(Picture by Ivan Moon from the files of Jan Gleysteen and printed in Anabaptist Portraits by John Allen Moore [Herald Press, 1984)
Denck graduated from the University of Ingolstadt in 1519 where he under John Eck and became proficient in Latin, Greek and Hebrew. In 1523 he edited three volumes of Theodore Gaza's Greek grammar. In September 1523 he became headmaster of St. Sebald's school in Nuremburg. In Nuremberg he came under the influence of the Gothic mysticism of the Theologia Germanica. The enduring influence of the Theologia Germanica on his thought has led some to call Denck a "Contemplative Anabaptist." In January 1525 Sebald Behaim, one of three artists on trial for making unsound remarks concerning baptism and communion, mentioned that he had conversed with Denck on these matters. After securing a confession of faith from Denck, the Lutheran pastors of the city had him expelled from Nuremburg "forever." In May 1526 he was baptized as a believer by Balthasar Hubmaier. Shortly thereafter, he published three brief works defending his beliefs: Whether God is the Cause of Evil, The Law of God, and Paradoxa: He Who Truly Loves the Truth. In December 1526 Martin Bucer labelled him "the Anabaptist pope" and had him expelled from Strasbourg. He went to Worms where he worked on a translation of the writings of the Old Testament prophets from Hebrew to German (the Wormser Propheten) with Louis Haetzer. Here he also published two more works: Concerning Genuine Love and Divine Order. On August 20, 1527 he was present at the Martyr's Synod. He died in Basel on November 15, 1527 of the black plague.
On Free Will
Denck opposed Luther's doctrine of the bondage of the will because he felt it made God the author of evil. He was vehemently opposed to the idea that unbelievers refused to repent because God made them blind:
"Those who are cunning in scripture speak . . . about a stark blindness . . . This [blindness], according to them, is also without any distinction wrought by God, as though the godless also stood tranquil in God and not they but rather God sinned in them . . . Say it somebody. How could the devil have better messengers?" (Whether God is the Cause of Evil in Spiritual and Anabaptist Writers, ed. by George Williams, Westminster Press, 1957, p. 98.)

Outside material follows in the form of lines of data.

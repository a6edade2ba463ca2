//! DeepSeek: an OpenAI-compatible endpoint with its own model list.

use async_trait::async_trait;

use babel_core::client::LlmClient;
use babel_core::error::LlmError;
use babel_core::types::TranslationConfig;

use crate::http_provider::{ChatDefaults, OpenAiCompatibleClient};
use crate::registry::{require_api_key, validate_model, validate_temperature};

pub const DEEPSEEK: ChatDefaults = ChatDefaults {
    provider: "deepseek",
    base_url: "https://api.deepseek.com/v1",
    model: "deepseek-chat",
    max_tokens: 8192,
};

#[derive(Debug)]
pub struct DeepSeekClient {
    inner: OpenAiCompatibleClient,
}

impl DeepSeekClient {
    pub fn new(config: &TranslationConfig) -> Result<Self, LlmError> {
        require_api_key("DeepSeek", config)?;
        if !config.provider.is_empty() && config.provider != "deepseek" {
            return Err(LlmError::config(format!(
                "invalid provider for DeepSeek client: {}",
                config.provider
            )));
        }
        if config.model.is_empty() {
            return Err(LlmError::config("DeepSeek model is required"));
        }
        validate_model("deepseek", &config.model)?;
        validate_temperature("DeepSeek", config)?;

        Ok(Self {
            inner: OpenAiCompatibleClient::with_defaults(config, DEEPSEEK)?,
        })
    }

    pub fn inner(&self) -> &OpenAiCompatibleClient {
        &self.inner
    }
}

#[async_trait]
impl LlmClient for DeepSeekClient {
    async fn translate(&self, text: &str, prompt: &str) -> Result<String, LlmError> {
        self.inner.translate(text, prompt).await
    }

    fn provider_name(&self) -> &str {
        "deepseek"
    }
}
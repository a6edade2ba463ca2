//! Lossless text splitting.
//!
//! Chunks are borrowed slices of the input; concatenating them in order gives
//! back the input byte for byte. Paragraphs (`\n\n`) are preferred split
//! points, sentences the fallback. Nothing is ever cut mid-sentence: a single
//! unit larger than the limit becomes its own oversized chunk.

/// Default chunk ceiling in bytes.
pub const MAX_CHUNK_SIZE: usize = 20_000;

const TERMINALS: [char; 4] = ['.', '!', '?', '…'];

/// Split `text` into chunks of at most [`MAX_CHUNK_SIZE`] bytes.
pub fn split_text(text: &str) -> Vec<&str> {
    split_text_with_limit(text, MAX_CHUNK_SIZE)
}

/// Split `text` into chunks of at most `limit` bytes where split points allow.
///
/// Text within the limit (including empty text) comes back as one chunk.
pub fn split_text_with_limit(text: &str, limit: usize) -> Vec<&str> {
    if text.len() <= limit {
        return vec![text];
    }

    let mut units: Vec<&str> = Vec::new();
    for paragraph in text.split_inclusive("\n\n") {
        if paragraph.len() > limit {
            units.extend(split_by_sentences(paragraph));
        } else {
            units.push(paragraph);
        }
    }

    pack(text, &units, limit)
}

/// Greedily pack consecutive `units` (which tile `text`) into chunks.
fn pack<'a>(text: &'a str, units: &[&str], limit: usize) -> Vec<&'a str> {
    let mut chunks = Vec::new();
    let mut start = 0;
    let mut len = 0;

    for unit in units {
        if len > 0 && len + unit.len() > limit {
            chunks.push(&text[start..start + len]);
            start += len;
            len = 0;
        }
        len += unit.len();
    }
    if len > 0 {
        chunks.push(&text[start..start + len]);
    }
    chunks
}

/// Split `text` after sentence terminators (`.`, `!`, `?`, `…`) followed by
/// whitespace or end of text, and after a newline closing a non-blank line
/// that has no terminator. Delimiters stay with the preceding sentence.
pub fn split_by_sentences(text: &str) -> Vec<&str> {
    let mut sentences = Vec::new();
    let mut start = 0;
    let mut line_start = 0;
    let mut chars = text.char_indices().peekable();

    while let Some((i, c)) = chars.next() {
        let end = i + c.len_utf8();
        let boundary = match c {
            '.' | '!' | '?' | '…' => chars.peek().map_or(true, |&(_, next)| next.is_whitespace()),
            '\n' => {
                let line = text[line_start..i].trim();
                line_start = end;
                !line.is_empty() && !line.ends_with(TERMINALS)
            }
            _ => false,
        };
        if boundary {
            sentences.push(&text[start..end]);
            start = end;
        }
    }

    if start < text.len() {
        sentences.push(&text[start..]);
    }
    sentences
}

#[cfg(test)]
mod tests {
    use super::*;

    fn paragraph(sentence: &str, repeat: usize) -> String {
        sentence.repeat(repeat)
    }

    #[test]
    fn test_small_text_single_chunk() {
        assert_eq!(split_text("Hello world."), vec!["Hello world."]);
    }

    #[test]
    fn test_empty_text_single_empty_chunk() {
        assert_eq!(split_text(""), vec![""]);
    }

    #[test]
    fn test_paragraph_split_is_lossless() {
        let p = paragraph("Это предложение. ", 400); // ~12.4 KB of Cyrillic
        let text = format!("{p}\n\n{p}\n\n{p}");
        let chunks = split_text(&text);
        assert!(chunks.len() > 1);
        assert_eq!(chunks.concat(), text);
        for chunk in &chunks {
            assert!(chunk.len() <= MAX_CHUNK_SIZE);
        }
    }

    #[test]
    fn test_large_paragraph_falls_back_to_sentences() {
        let text = paragraph("The quick brown fox jumps over the lazy dog! ", 1000);
        assert!(text.len() > MAX_CHUNK_SIZE);
        let chunks = split_text(&text);
        assert!(chunks.len() >= 3);
        assert_eq!(chunks.concat(), text);
        assert!(chunks.iter().all(|c| c.len() <= MAX_CHUNK_SIZE));
    }

    #[test]
    fn test_unsplittable_text_is_one_oversized_chunk() {
        let text = "x".repeat(MAX_CHUNK_SIZE + 500);
        let chunks = split_text(&text);
        assert_eq!(chunks, vec![text.as_str()]);
    }

    #[test]
    fn test_custom_limit() {
        let text = "One. Two. Three. Four.";
        let chunks = split_text_with_limit(text, 10);
        assert_eq!(chunks.concat(), text);
        assert!(chunks.len() > 1);
        assert!(chunks.iter().all(|c| c.len() <= 10));
    }

    #[test]
    fn test_sentence_count() {
        let sentences = split_by_sentences("First sentence. Second sentence! Third sentence?");
        assert_eq!(
            sentences,
            vec!["First sentence.", " Second sentence!", " Third sentence?"]
        );
    }

    #[test]
    fn test_sentence_ellipsis_and_trailing_fragment() {
        let text = "Wait… What? and then";
        let sentences = split_by_sentences(text);
        assert_eq!(sentences, vec!["Wait…", " What?", " and then"]);
        assert_eq!(sentences.concat(), text);
    }

    #[test]
    fn test_sentence_decimal_not_split() {
        assert_eq!(split_by_sentences("Pi is 3.14 roughly."), vec!["Pi is 3.14 roughly."]);
    }

    #[test]
    fn test_newline_ends_unpunctuated_line() {
        let text = "Chapter One\nIt was late. Very late.\n";
        let sentences = split_by_sentences(text);
        assert_eq!(sentences[0], "Chapter One\n");
        assert_eq!(sentences.concat(), text);
    }

    #[test]
    fn test_sentence_roundtrip_mixed() {
        let text = "Привет! Как дела?\n\nХорошо… Спасибо.\nConst line\nlast";
        assert_eq!(split_by_sentences(text).concat(), text);
    }
}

In its place he offered the idea that God ordains sin and uses it to display his glory by overcoming it with good:
"It is better that he had ordained sin than that he had prevented it, which he could not have done without having forced and driven men like a stone or a block. . . . For sin is over against God to be reckoned as nothing; and however great it might be, God can, will, and indeed already has, overcome it for himself to his own eternal praise without harm for any creatures." (Whether God is the Cause of Evil, p. 90.)
God is exonerated from causing evil because, "He who ordains evil and yet can compensate with greater gain than the loss he cannot prevent is not be blamed for evil." (Whether God is the Cause of Evil, p. 103.)
Denck believed that God, in his love, desires the salvation of all persons:
"Since love in him was perfect and since love hates or is envious of none, but includes everyone, even though we were all his enemies, surely he would not wish to exclude anyone. And if he had excluded anyone, then love would have been squint-eyed and a respecter of persons. And that, [love,God] is not!" (Whether God is the Cause of Evil, p. 102.)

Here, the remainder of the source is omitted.